Date: 21st June 2021

In this Perspective Ruth Lea, Economic Adviser to the Arbuthnot Banking Group, discusses the latest UK economic developments:
  • Pay-rolled employees picked up further in May, whilst total employment and hours worked rose in the three months to April.
  • The unemployment rate slipped to 4.7% in the three months to April, whilst the inactivity rate was unchanged in the quarter. The redundancy rate was similar to pre-pandemic levels.
  • Vacancies picked up further in the three months to May, with most industries recovering to show vacancies above pre-pandemic levels.
  • In the three months to April, total pay and regular pay both rose by 5.6% (YOY) in nominal terms and by 4.4% (YOY) in real terms. The data are distorted upwards by compositional effects (arising from the fall in the number and proportion of lower-paid employee jobs) and base effects.
  • Retail sales volumes slipped by 1.4% (MOM) in May after the very sharp increase (9.2%, MOM) in April.
  • The Consumer Prices Index (CPI) YOY rate increased to 2.1% in May, compared with April’s 1.5%, driven by higher clothing and transport costs. The annual data are distorted by base effects.
  • Both output producer prices (goods leaving the factory gate) and input producer prices (materials and fuels used in the manufacturing process) inflation picked up further in May, suggesting some build-up of cost pressures in the “pipeline”. The annual series are, however, also distorted by base effects.
  • The ONS reported that house prices rose by 8.9% (YOY) in April 2021, down from 9.9% in March. They suggested that March’s house prices were boosted by buyers rushing to complete their house purchases ahead of the original March 2021 cut-off date for the stamp duty holiday.
Other UK news:
  • The MPC is meeting next week and no change in policy is expected.
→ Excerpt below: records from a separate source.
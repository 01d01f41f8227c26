//! Git gateway abstraction.
//!
//! All git access goes through the [GitGateway] trait so the workflow logic
//! never touches the external tool directly. Implementations:
//!
//! - [process::ProcessGit]: shells out to the `git` binary
//! - [mock::MockGit]: scriptable in-memory gateway for tests

pub mod mock;
pub mod process;

pub use mock::{MockGit, MockGitFactory};
pub use process::{ProcessGit, ProcessGitFactory};

use crate::error::Result;
use std::path::Path;

/// Options for merging a work branch into the current branch.
#[derive(Debug, Clone, Default)]
pub struct MergeOptions {
    pub squash: bool,
    pub no_commit: bool,
    pub message: Option<String>,
    pub strategy: Option<String>,
}

impl MergeOptions {
    /// The squashed, uncommitted merge the close workflow performs.
    pub fn squashed() -> Self {
        MergeOptions {
            squash: true,
            no_commit: true,
            message: None,
            strategy: None,
        }
    }
}

/// Options for tag creation.
#[derive(Debug, Clone, Default)]
pub struct TagOptions {
    pub source: Option<String>,
    pub annotation: Option<String>,
}

impl TagOptions {
    pub fn annotated(annotation: impl Into<String>) -> Self {
        TagOptions {
            source: None,
            annotation: Some(annotation.into()),
        }
    }
}

/// Git operations against one node's working directory.
///
/// Mutating operations honor the gateway's dry-run mode by logging the
/// would-be command and doing nothing; read-only queries always execute so
/// command flow stays consistent. Boolean queries map a nonzero exit of the
/// underlying tool to `false` rather than an error; everything else
/// surfaces a [crate::error::TreeflowError::GitCommand].
pub trait GitGateway {
    fn checkout_branch(&self, name: &str) -> Result<()>;

    /// Create a branch, optionally from a source ref instead of HEAD.
    fn create_branch(&self, name: &str, source: Option<&str>) -> Result<()>;

    fn delete_branch(&self, name: &str) -> Result<()>;

    fn branch_exists(&self, name: &str) -> Result<bool>;

    fn remote_branch_exists(&self, name: &str, upstream: &str) -> Result<bool>;

    /// Merge `name` into the current branch. Reports a detected conflict as
    /// [crate::error::TreeflowError::MergeConflict].
    fn merge(&self, name: &str, options: &MergeOptions) -> Result<()>;

    fn abort_merge(&self) -> Result<()>;

    fn reset_merge(&self) -> Result<()>;

    fn tag(&self, name: &str, options: &TagOptions) -> Result<()>;

    fn commit(&self, message: &str, amend: bool) -> Result<()>;

    fn fetch(&self) -> Result<()>;

    fn is_dirty(&self) -> Result<bool>;

    fn has_staged_changes(&self) -> Result<bool>;

    fn is_merge_in_progress(&self) -> Result<bool>;

    fn current_branch(&self) -> Result<String>;

    fn resolve_commit_sha(&self, refname: &str) -> Result<String>;

    fn upstream_exists(&self, name: &str) -> Result<bool>;
}

/// Opens a gateway for a node's working directory. Batch operations visit
/// many nodes, each with its own checkout, so gateways are created per node.
pub trait GatewayFactory {
    fn open(&self, workdir: &Path) -> Result<Box<dyn GitGateway>>;
}
use std::collections::HashSet;
use std::path::{Path, PathBuf};

use super::document::{ConfigDocument, SubmoduleRef};
use super::entities::{EntityKind, Feature, Hotfix, Release, Support, Upstream};
use super::ROOT_PATHSPEC;
use crate::error::{Result, TreeflowError};

/// A named pointer from a parent node to a recursively registered child.
/// The submodule owns the child node; the parent is reachable by pathspec,
/// never by back-pointer.
#[derive(Debug, Clone)]
pub struct Submodule {
    pub name: String,
    /// Path of the child directory, relative to the parent node.
    pub rel_path: String,
    pub node: ConfigNode,
}

/// One repository's registered configuration in the tree.
///
/// A `ConfigNode` only exists in fully registered form: its path and
/// pathspec are bound at construction by [ConfigNode::register], which is
/// the sole way in from a [ConfigDocument]. There is no partially
/// initialized state to guard against.
#[derive(Debug, Clone)]
pub struct ConfigNode {
    identifier: String,
    path: PathBuf,
    pathspec: String,
    pub upstreams: Vec<Upstream>,
    pub submodules: Vec<Submodule>,
    pub features: Vec<Feature>,
    pub releases: Vec<Release>,
    pub hotfixes: Vec<Hotfix>,
    pub supports: Vec<Support>,
    pub included: Vec<String>,
    pub excluded: Vec<String>,
}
The MPC will probably continue to regard the recent increases in inflation as transitory as well as reflecting base effects.
  • The Prime Minister has delayed the move to step 4 (lifting more lockdown restrictions, in England) from 21 June to 19 July.
International update:
  • The Fed left policy very accommodative at their June meeting (15-16 June), regarding the recent increases in inflation as transitory as well as reflecting base effects.
  • On the forecasts, the Fed increased the GDP forecasts and the PCE (personal consumption expenditures) inflation forecasts.
  • In March, the Fed projected the appropriate policy path for the federal funds rate as 0 to ¼% to end-2023. In June, the appropriate policy path was adjusted to 0 to ¼% to end-2022 and ½% to ¾% to end-2023, implying two ¼% hikes in 2023.
Ruth Lea said “The labour market data continue to paint a picture of a recovering economy, much in line with other signs of recovery from other economic indicators. Next week sees the MPC’s June meeting, with the announcement on 24 June. There are few expectations of changes in policy but, given the apparent buoyancy of the recovery, the MPC should seriously consider cutting back the current bond purchasing programme to £100bn, as proposed by Mr Haldane in May.”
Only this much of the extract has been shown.